Разговоры о движении народа к образованию, женском движении и разрыве с семьей…

В чувстве есть два полюса: точка светлая и точка темная. Такая бывает минута спокойствия и равновесия душевного, когда все вокруг бывает понятно, и, главное, бывает вера, что можно как-то удержать при себе эту минутку навсегда: для этого только нужно держать ее в совершенной тайне и никогда не забывать о ней, всегда к ней возвращаться. На самом деле она уходит бесследно и возвращается сама независимо от собственной воли. Вот у религиозных людей эта минутка укрепляется молитвой. И, вероятно, чтобы «удержать» ее, нужна религия, необходима. Словом, это состояние, в котором нет чисто животной сытой радости, а в то же время свое плотское чувствуешь радостно, и нет острой духовной радости экстаза, а всё спокойно светится в равновесии и гармонии.

Другая минута, противоположная, когда мелькает как-то нечаянно, как полоснет ножом, что все равно, что неминуемо пропадешь, как будто заглянул на дно пропасти, в которую суждено полететь, черной пропасти, и как будто я ли или кто другой раньше давно за меня совершил какой-то неискупаемый грех и ничего тут поделать нельзя. После этой минуты наступает тоска, приводящая иногда к тупости и полной апатии.

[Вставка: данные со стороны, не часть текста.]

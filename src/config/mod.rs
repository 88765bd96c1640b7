//! Workspace configuration, read from a line-oriented `key=value` file.

use crate::errors::{AppError, AppResult};
use crate::models::theme::Theme;
use chrono::Duration;
use std::collections::BTreeMap;
use std::fs;
use std::path::{Path, PathBuf};

pub const CONFIG_FILE_NAME: &str = "config.cfg";

pub const KEY_REQUIRED_HOURS: &str = "requiredHours";
pub const KEY_BACKGROUND: &str = "backgroundColor";
pub const KEY_NEW_MEMBER_GRADE: &str = "newMemberGrade";
pub const KEY_MEMBER_LIST: &str = "memberList";
pub const KEY_OUTPUT_TABLE: &str = "outputTable";

const KNOWN_KEYS: [&str; 5] = [
    KEY_REQUIRED_HOURS,
    KEY_BACKGROUND,
    KEY_NEW_MEMBER_GRADE,
    KEY_MEMBER_LIST,
    KEY_OUTPUT_TABLE,
];

fn default_required_hours() -> f64 {
    2.0
}
fn default_new_member_grade() -> i64 {
    9
}
fn default_member_list() -> String {
    "Member List.csv".to_string()
}
fn default_output_table() -> String {
    "Output Table.csv".to_string()
}

/// A config value, typed the way a YAML scalar would be.
#[derive(Debug, Clone, PartialEq)]
pub enum ConfigValue {
    Number(f64),
    Text(String),
}

impl ConfigValue {
    /// Numbers stay numbers, everything else is kept verbatim as text.
    pub fn parse(raw: &str) -> Self {
        let raw = raw.trim();
        match serde_yaml::from_str::<serde_yaml::Value>(raw) {
            Ok(serde_yaml::Value::Number(n)) => match n.as_f64() {
                Some(f) => ConfigValue::Number(f),
                None => ConfigValue::Text(raw.to_string()),
            },
            _ => ConfigValue::Text(raw.to_string()),
        }
    }

    pub fn as_text(&self) -> String {
        match self {
            ConfigValue::Number(n) => n.to_string(),
            ConfigValue::Text(s) => s.clone(),
        }
    }
}

#[derive(Debug, Clone)]
pub struct Config {
    pub workspace: PathBuf,
    pub required_hours: f64,
    pub background_color: Option<String>,
    pub new_member_grade: i64,
    pub member_list: String,
    pub output_table: String,
    /// Keys present in the file but not recognized.
    pub extra: BTreeMap<String, ConfigValue>,
}

impl Default for Config {
    fn default() -> Self {
        Self {
            workspace: PathBuf::from("."),
            required_hours: default_required_hours(),
            background_color: None,
            new_member_grade: default_new_member_grade(),
            member_list: default_member_list(),
            output_table: default_output_table(),
            extra: BTreeMap::new(),
        }
    }
}

impl Config {
    /// Return the full path of the config file inside a workspace
    pub fn config_file(workspace: &Path) -> PathBuf {
        workspace.join(CONFIG_FILE_NAME)
    }

    /// Load configuration from the workspace, creating an empty file when missing.
    pub fn load(workspace: &Path) -> AppResult<Self> {
        let path = Self::config_file(workspace);

        let mut cfg = if path.exists() {
            let content = fs::read_to_string(&path)?;
            Self::parse_str(&content)?
        } else {
            fs::create_dir_all(workspace)?;
            fs::File::create(&path)?;
            Config::default()
        };

        cfg.workspace = workspace.to_path_buf();
        Ok(cfg)
    }

    /// Parse the body of a config file. Lines without `=` and `#` comments are skipped.
    pub fn parse_str(content: &str) -> AppResult<Self> {
        let mut cfg = Config::default();

        for line in content.lines() {
            let line = line.trim();
            if line.starts_with('#') {
                continue;
            }
            let Some((key, raw)) = line.split_once('=') else {
                continue;
            };
            let key = key.trim();
            let value = ConfigValue::parse(raw);

            match key {
                KEY_REQUIRED_HOURS => {
                    cfg.required_hours = match value {
                        ConfigValue::Number(n) if n >= 0.0 && n.is_finite() => n,
                        other => {
                            return Err(AppError::Config(format!(
                                "{KEY_REQUIRED_HOURS} must be a non-negative number, got '{}'",
                                other.as_text()
                            )));
                        }
                    }
                }
                KEY_BACKGROUND => {
                    let text = value.as_text();
                    cfg.background_color = (!text.is_empty()).then_some(text);
                }
                KEY_NEW_MEMBER_GRADE => {
                    cfg.new_member_grade = match value {
                        ConfigValue::Number(n) if n.fract() == 0.0 => n as i64,
                        other => {
                            return Err(AppError::Config(format!(
                                "{KEY_NEW_MEMBER_GRADE} must be an integer, got '{}'",
                                other.as_text()
                            )));
                        }
                    }
                }
                KEY_MEMBER_LIST => cfg.member_list = value.as_text(),
                KEY_OUTPUT_TABLE => cfg.output_table = value.as_text(),
                _ => {
                    cfg.extra.insert(key.to_string(), value);
                }
            }
        }

        Ok(cfg)
    }

    /// Resolve `backgroundColor`. A session refuses to start without a valid one.
    pub fn theme(&self) -> AppResult<Theme> {
        let raw = self
            .background_color
            .as_deref()
            .ok_or(AppError::MissingConfigValue(KEY_BACKGROUND))?;
        Theme::from_config_str(raw).ok_or_else(|| AppError::InvalidBackground(raw.to_string()))
    }

    /// Credit threshold as a duration.
    pub fn required_duration(&self) -> Duration {
        Duration::milliseconds((self.required_hours * 3_600_000.0).round() as i64)
    }

    pub fn roster_path(&self) -> PathBuf {
        self.workspace.join(&self.member_list)
    }

    pub fn ledger_path(&self) -> PathBuf {
        self.workspace.join(&self.output_table)
    }

    pub fn tables_dir(&self) -> PathBuf {
        self.workspace.join("files").join("tables")
    }

    pub fn logs_dir(&self) -> PathBuf {
        self.workspace.join("files").join("logs")
    }

    /// Human readable problems: missing required keys and unknown ones.
    pub fn check(&self) -> Vec<String> {
        let mut issues = Vec::new();

        match self.theme() {
            Ok(_) => {}
            Err(e) => issues.push(e.to_string()),
        }

        for key in self.extra.keys() {
            issues.push(format!(
                "Unknown key '{key}' (known keys: {})",
                KNOWN_KEYS.join(", ")
            ));
        }

        issues
    }

    /// Write a fresh config file and an empty roster, never touching existing files.
    ///
    /// Returns `true` when the config file was created.
    pub fn init_all(
        workspace: &Path,
        theme: Theme,
        required_hours: f64,
        new_member_grade: i64,
    ) -> AppResult<bool> {
        fs::create_dir_all(workspace)?;

        let path = Self::config_file(workspace);
        let created = if path.exists() && fs::metadata(&path)?.len() > 0 {
            false
        } else {
            let body = format!(
                "{KEY_REQUIRED_HOURS}={required_hours}\n\
                 {KEY_BACKGROUND}={}\n\
                 {KEY_NEW_MEMBER_GRADE}={new_member_grade}\n",
                theme.code()
            );
            fs::write(&path, body)?;
            true
        };

        let roster = Self::load(workspace)?.roster_path();
        if !roster.exists() {
            fs::write(&roster, "ID,Full Name,Grade\n")?;
        }

        Ok(created)
    }
}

И незаметно из апатии опять бывает выход к острой радости, к труду, но не обязательно к светлой минуте: то приходит как будто без всяких законов и совершенно нечаянно.

Апис [29] (из дневника ссыльного)

За два рубля в месяц Алпатов снимал тогда комнату [30] в мезонине крестьянского дома с правом на зимнее время перейти в избу. Я постепенно дичал в одиночестве осенью. Дожди были и ветры непрерывные. Капли капали по мезонину день и ночь, и стало мне представляться, будто этот дождь как-то мой собственный или, вернее, какой-то одушевленный и знает, что делает: моет камни, размывает мои собственные камни в моей душе, так что у него есть бесконечная цель и знание дела. Но только мне от этого нет пользы: я успею под камнями тысячу раз <совсем> пропасть, пока дождь и ветер камни разрушит. Я был как живой мертвец в могиле и постепенно дичал.

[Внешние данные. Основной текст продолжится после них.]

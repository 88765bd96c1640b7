//! Cumulative cross-session credit table (`Output Table.csv`).

use crate::core::session::SessionTable;
use crate::errors::{AppError, AppResult};
use crate::models::ledger_row::LedgerRow;
use crate::models::member::Member;
use crate::utils::date::column_date;
use crate::utils::path::unique_name;
use chrono::NaiveDate;
use std::collections::HashMap;
use std::fs;
use std::path::Path;

pub const ID_HEADER: &str = "ID";
pub const NAME_HEADER: &str = "Full Name";

#[derive(Debug, Clone, Default, PartialEq, Eq)]
pub struct Ledger {
    /// Session column names, oldest first.
    pub sessions: Vec<String>,
    pub rows: Vec<LedgerRow>,
    /// Index into `sessions` of the column opened by this run.
    current: Option<usize>,
}

impl Ledger {
    /// One row per member, no history.
    pub fn init(members: &[Member]) -> Self {
        Self {
            sessions: Vec::new(),
            rows: members
                .iter()
                .map(|m| LedgerRow::new(m.id, &m.full_name))
                .collect(),
            current: None,
        }
    }

    /// Read a ledger file. `Ok(None)` when the file is absent or empty.
    pub fn load(path: &Path) -> AppResult<Option<Self>> {
        if !path.is_file() || fs::metadata(path)?.len() == 0 {
            return Ok(None);
        }

        let mut rdr = csv::ReaderBuilder::new()
            .trim(csv::Trim::All)
            .from_path(path)?;

        let headers = rdr.headers()?.clone();
        if headers.iter().all(|h| h.is_empty()) {
            return Ok(None);
        }

        if headers.get(0) != Some(ID_HEADER) || headers.get(1) != Some(NAME_HEADER) {
            return Err(AppError::LedgerMalformed(format!(
                "expected the first columns to be '{ID_HEADER}' and '{NAME_HEADER}'"
            )));
        }

        let sessions: Vec<String> = headers.iter().skip(2).map(str::to_string).collect();
        let mut rows = Vec::new();

        for result in rdr.records() {
            let record = result?;
            let raw_id = record.get(0).unwrap_or_default();
            let id = parse_id(raw_id)
                .ok_or_else(|| AppError::LedgerMalformed(format!("invalid ID '{raw_id}'")))?;

            let mut row = LedgerRow::new(id, record.get(1).unwrap_or_default());
            for cell in record.iter().skip(2) {
                let credit = parse_credit(cell).ok_or_else(|| {
                    AppError::LedgerMalformed(format!("invalid credit value '{cell}' for ID {id}"))
                })?;
                row.credits.push(credit);
            }
            rows.push(row);
        }

        Ok(Some(Self {
            sessions,
            rows,
            current: None,
        }))
    }

    /// Existing ledger, or a fresh one for `members` when there is no history yet.
    pub fn load_or_init(path: &Path, members: &[Member]) -> AppResult<Self> {
        Ok(Self::load(path)?.unwrap_or_else(|| Self::init(members)))
    }

    /// Join with the current roster on (ID, full name).
    ///
    /// Rows follow roster order: members no longer on the roster are dropped,
    /// new members get a row with a blank history.
    pub fn merge(&self, members: &[Member]) -> Self {
        let existing: HashMap<(i64, &str), &LedgerRow> = self
            .rows
            .iter()
            .map(|r| ((r.id, r.full_name.as_str()), r))
            .collect();

        let rows = members
            .iter()
            .map(|m| match existing.get(&(m.id, m.full_name.as_str())) {
                Some(row) => {
                    let mut row = (*row).clone();
                    row.credits.resize(self.sessions.len(), None);
                    row
                }
                None => LedgerRow {
                    id: m.id,
                    full_name: m.full_name.clone(),
                    credits: vec![None; self.sessions.len()],
                },
            })
            .collect();

        Self {
            sessions: self.sessions.clone(),
            rows,
            current: self.current,
        }
    }

    /// Append the column for a session held on `date` and return its name.
    ///
    /// The column is named `YYYY-MM-DD`; later sessions on the same day get
    /// ` (1)`, ` (2)`, ... appended. Every row starts out without credit.
    pub fn open_session(&mut self, date: NaiveDate) -> &str {
        let name = unique_name(&date.format("%Y-%m-%d").to_string(), &self.sessions);
        self.sessions.push(name);
        for row in &mut self.rows {
            row.credits.push(Some(false));
        }
        let idx = self.sessions.len() - 1;
        self.current = Some(idx);
        &self.sessions[idx]
    }

    pub fn current_session(&self) -> Option<&str> {
        self.current.map(|i| self.sessions[i].as_str())
    }

    /// Copy every member's credit from the session table into the current column.
    pub fn record_credits(&mut self, table: &SessionTable) -> AppResult<()> {
        let idx = self
            .current
            .ok_or_else(|| AppError::Other("no session column opened in the ledger".into()))?;

        for row in &mut self.rows {
            row.credits[idx] = table.record_by_id(row.id).map(|r| r.credit);
        }
        Ok(())
    }

    /// Keep only the session columns dated within `[start, end]`.
    pub fn filter_sessions(&self, start: NaiveDate, end: NaiveDate) -> Self {
        let keep: Vec<usize> = self
            .sessions
            .iter()
            .enumerate()
            .filter(|(_, s)| column_date(s).is_some_and(|d| d >= start && d <= end))
            .map(|(i, _)| i)
            .collect();

        Self {
            sessions: keep.iter().map(|&i| self.sessions[i].clone()).collect(),
            rows: self
                .rows
                .iter()
                .map(|r| LedgerRow {
                    id: r.id,
                    full_name: r.full_name.clone(),
                    credits: keep.iter().map(|&i| r.credits[i]).collect(),
                })
                .collect(),
            current: None,
        }
    }

    pub fn headers(&self) -> Vec<String> {
        let mut headers = vec![ID_HEADER.to_string(), NAME_HEADER.to_string()];
        headers.extend(self.sessions.iter().cloned());
        headers
    }

    /// Rows as the ledger file stores them: blank for absent, 0/1 otherwise.
    pub fn to_table(&self) -> Vec<Vec<String>> {
        self.rows
            .iter()
            .map(|r| {
                let mut cells = vec![r.id.to_string(), r.full_name.clone()];
                cells.extend(r.credits.iter().map(|c| LedgerRow::cell(*c)));
                cells
            })
            .collect()
    }

    /// Overwrite `path` with the full table.
    pub fn write(&self, path: &Path) -> AppResult<()> {
        if let Some(parent) = path.parent() {
            fs::create_dir_all(parent)?;
        }

        let mut wtr = csv::Writer::from_path(path)?;
        wtr.write_record(self.headers())?;
        for row in self.to_table() {
            wtr.write_record(&row)?;
        }
        wtr.flush()?;
        Ok(())
    }
}

fn parse_id(s: &str) -> Option<i64> {
    s.parse::<i64>().ok().or_else(|| {
        // spreadsheets like to turn integer columns into floats
        s.parse::<f64>()
            .ok()
            .filter(|f| f.fract() == 0.0)
            .map(|f| f as i64)
    })
}

fn parse_credit(s: &str) -> Option<Option<bool>> {
    match s.to_lowercase().as_str() {
        "" | "nan" => Some(None),
        "1" | "1.0" | "true" => Some(Some(true)),
        "0" | "0.0" | "false" => Some(Some(false)),
        _ => None,
    }
}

Какие видения были мне под камнем, очень трудно мне рассказать: конечно, тут была со мной она, самая далекая и самая близкая моя подруга, Сонная Грезица [31]. Никогда я не видел ее в своем лице: то явится птицей зеленой, и я знаю, что это она, то представится мне в каком-то общественном саду каменной статуей, и я через камень с ней разговариваю, а бывает, и в совершенно уродливом виде, и я все-таки через урода с ней беседую, обмениваюсь короткими и полными значения, как у Ибсена, фразами. Лицо Сонная Грезица мне никогда не открывала, больше виделся я с какими-то каменными уродами. И когда я просыпаюсь и слышу — дождь льет, я думаю, что моет этот дождь и моет, размывает — он напрасно трудится — каменное уродливое тело Сонной Грезицы. Где она была настоящая, та, от которой получил я свои видения, мне было даже страшно подумать: где-то далеко на земле была она действительная, и путь к ней как между раем и адом, дорога была разделена бездонностью без мостиков, без Авраама и без Богородицы. А бездонность эта была просто гордость: она так хотела, я так, взяли и разошлись. И было уж это давно, так что не будь этой ссылки и одиночества в лесу, не было бы со мной и Сонной Грезицы. Может быть, я и тут мог бы отделаться от нее, заняться чем-нибудь, выпросить себе у крестьян место, строить собственными руками дом, мало ли что можно выдумать. Но этот осенний мелкий дождь поднял камни, и они легли на меня, и я не мог и не знал, для чего начинать что-нибудь, и жил только этими ночными встречами.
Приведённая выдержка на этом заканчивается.